Le second tiers de sol d'or appartient à Brunehaut, car la tête ressemble beaucoup à celle d'une femme : Cablonno qui se trouve dessus comme légende, est la ville de Chalon-sur-Saône où Thierri tenait sa cour. Sur le revers, il y a une croix entre un c et un a qui font les deux premières lettres de Cabilono, et Magnoadus était peut-être le comte de Châlon. Le nom d'Eligius, monétaire, qui est sur quatre médailles, persuade qu'elles sont de Dagobert. Les trois premières ont été fabriquées à Paris, comme le marque leur légende. La quatrième, sur laquelle il y a Mone.. Palati.., moneta palatina, signifie qu'elle a été fabriquée dans le palais. Ces monnaies de Dagobert à Paris, semblent indiquer qu'outre la monnaie de la ville, il y en avait une autre dans le palais du roi.

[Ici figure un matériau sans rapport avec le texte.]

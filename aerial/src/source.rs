//! Tile sources: url templates and the keys identifying them in the cache.

use std::fmt::{Display, Formatter};
use std::sync::LazyLock;

use aerial_types::TileId;
use regex::Regex;

use crate::error::AerialError;

static PLACEHOLDER: LazyLock<Regex> = LazyLock::new(|| {
    #[allow(clippy::unwrap_used)]
    Regex::new(r"(?i)\{([xyz])\}").unwrap()
});

const DEFAULT_EXTENSION: &str = "tile";
const SOURCE_HASH_LEN: usize = 16;

/// Url of a tile service with `{z}`, `{x}` and `{y}` placeholders.
///
/// Placeholders are case-insensitive and can appear more than once.
///
/// ```
/// use aerial::source::UrlTemplate;
/// use aerial::TileId;
///
/// let template = UrlTemplate::parse("https://tile.openstreetmap.org/{z}/{x}/{y}.png")?;
/// let url = template.url_for(&TileId::new(3, 5, 2).unwrap());
/// assert_eq!(url, "https://tile.openstreetmap.org/3/5/2.png");
/// # Ok::<(), aerial::error::AerialError>(())
/// ```
#[derive(Debug, Clone, PartialEq, Eq, Hash)]
pub struct UrlTemplate {
    template: String,
}

impl UrlTemplate {
    /// Parses the template, checking that all three placeholders are present.
    pub fn parse(template: &str) -> Result<Self, AerialError> {
        let template = template.trim();
        if template.is_empty() {
            return Err(AerialError::InvalidTemplate(
                "tile source url is not set".into(),
            ));
        }

        let mut has = [false; 3];
        for captures in PLACEHOLDER.captures_iter(template) {
            match captures[1].to_ascii_lowercase().as_str() {
                "z" => has[0] = true,
                "x" => has[1] = true,
                _ => has[2] = true,
            }
        }

        let missing: Vec<_> = ["{z}", "{x}", "{y}"]
            .iter()
            .zip(has)
            .filter(|(_, present)| !present)
            .map(|(name, _)| *name)
            .collect();
        if !missing.is_empty() {
            return Err(AerialError::InvalidTemplate(format!(
                "'{template}' has no {} placeholder",
                missing.join(", ")
            )));
        }

        Ok(Self {
            template: template.to_string(),
        })
    }

    /// Url of the given tile.
    pub fn url_for(&self, id: &TileId) -> String {
        PLACEHOLDER
            .replace_all(&self.template, |captures: &regex::Captures| {
                let value = match captures[1].to_ascii_lowercase().as_str() {
                    "z" => id.zoom(),
                    "x" => id.x(),
                    _ => id.y(),
                };
                value.to_string()
            })
            .into_owned()
    }

    /// The template string.
    pub fn as_str(&self) -> &str {
        &self.template
    }

    /// File extension of the tiles, taken from the last path segment of the template.
    ///
    /// Returns `"tile"` if the template has no recognizable extension.
    pub fn extension(&self) -> String {
        let path = self
            .template
            .split(['?', '#'])
            .next()
            .unwrap_or(self.template.as_str());
        let last_segment = path.rsplit('/').next().unwrap_or(path);

        match last_segment.rsplit_once('.') {
            Some((_, ext))
                if !ext.is_empty()
                    && ext.len() <= 5
                    && ext.chars().all(|c| c.is_ascii_alphanumeric()) =>
            {
                ext.to_ascii_lowercase()
            }
            _ => DEFAULT_EXTENSION.to_string(),
        }
    }
}

impl Display for UrlTemplate {
    fn fmt(&self, f: &mut Formatter<'_>) -> std::fmt::Result {
        f.write_str(&self.template)
    }
}

/// Identifies a tile source in the cache, so that tiles of different sources never collide.
#[derive(Debug, Clone, PartialEq, Eq, Hash, PartialOrd, Ord)]
pub struct SourceKey {
    hash: String,
    extension: String,
}

impl SourceKey {
    /// Creates a key from the template: a stable hash of the template text plus tile file
    /// extension.
    pub fn for_template(template: &UrlTemplate) -> Self {
        let hash = blake3::hash(template.as_str().as_bytes()).to_hex();
        Self {
            hash: hash.as_str()[..SOURCE_HASH_LEN].to_string(),
            extension: template.extension(),
        }
    }

    /// Hex encoded hash of the source template.
    pub fn hash(&self) -> &str {
        &self.hash
    }

    /// File extension of the tiles.
    pub fn extension(&self) -> &str {
        &self.extension
    }
}

/// Tile source: url template plus its cache key.
#[derive(Debug, Clone, PartialEq, Eq, Hash)]
pub struct TileSource {
    template: UrlTemplate,
    key: SourceKey,
}

impl TileSource {
    /// Creates a new source from the template string.
    pub fn new(template: &str) -> Result<Self, AerialError> {
        Ok(Self::from_template(UrlTemplate::parse(template)?))
    }

    /// Creates a new source from a parsed template.
    pub fn from_template(template: UrlTemplate) -> Self {
        let key = SourceKey::for_template(&template);
        Self { template, key }
    }

    /// Url template of the source.
    pub fn template(&self) -> &UrlTemplate {
        &self.template
    }

    /// Cache key of the source.
    pub fn key(&self) -> &SourceKey {
        &self.key
    }

    /// Url of the given tile.
    pub fn url_for(&self, id: &TileId) -> String {
        self.template.url_for(id)
    }
}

Le Blanc, si docte, si passionné pour ses découvertes, a trouvé quinze pièces qu'il étudie et explique toutes : L'on peut aussi donner la cinquième et la sixième de ces monnaies d'or à Dagobert Ier. Les deux lettres m a, qui sont sous les bras de la croix, sont les deux premières lettres de Massilia. Le reste de la légende du revers de la première est le mot victuria, et sur la seconde, seulement ....uria, ce qui est effacé de ces légendes est le mot de Régis ou de Dagoberti. On ne peut pas douter que ce tiers de sol d'or qui a été fait à Paris, ne soit de Clovis II, puisque du côté de la croix on lit Chlodoveus rex, et dans le champ de la pièce sous les bras de la croix, Eligis, qui est le nom du monétaire saint Eloi, fait évoque la troisième année du règne de Clovis II ; la deuxième, la troisième et la quatrième portent le nom de Childeric. La deuxième, a d'un côté la tête de Childeric, et pour légende Childericus rex, de l'autre côté une croix entre un m et un a qui sont les deux premières lettres de Massilia : pour légende, Chlolarius rex ; cette pièce a été sans doute frappée par ordre de Childeric III dont elle porte le nom du côté de la tête, et le nom de Clotaire III n'a été mis là que pour témoigner leur amitié, ou peut-être à cause que Clotaire avait quelque droit dans la ville de Marseille. Les deux suivantes ont été frappées, l'une à Metz, l'autre à Marseille. La dernière est de Thierri III, un denier de billon avec un monogramme qui signifie Teudoricus rex francorum.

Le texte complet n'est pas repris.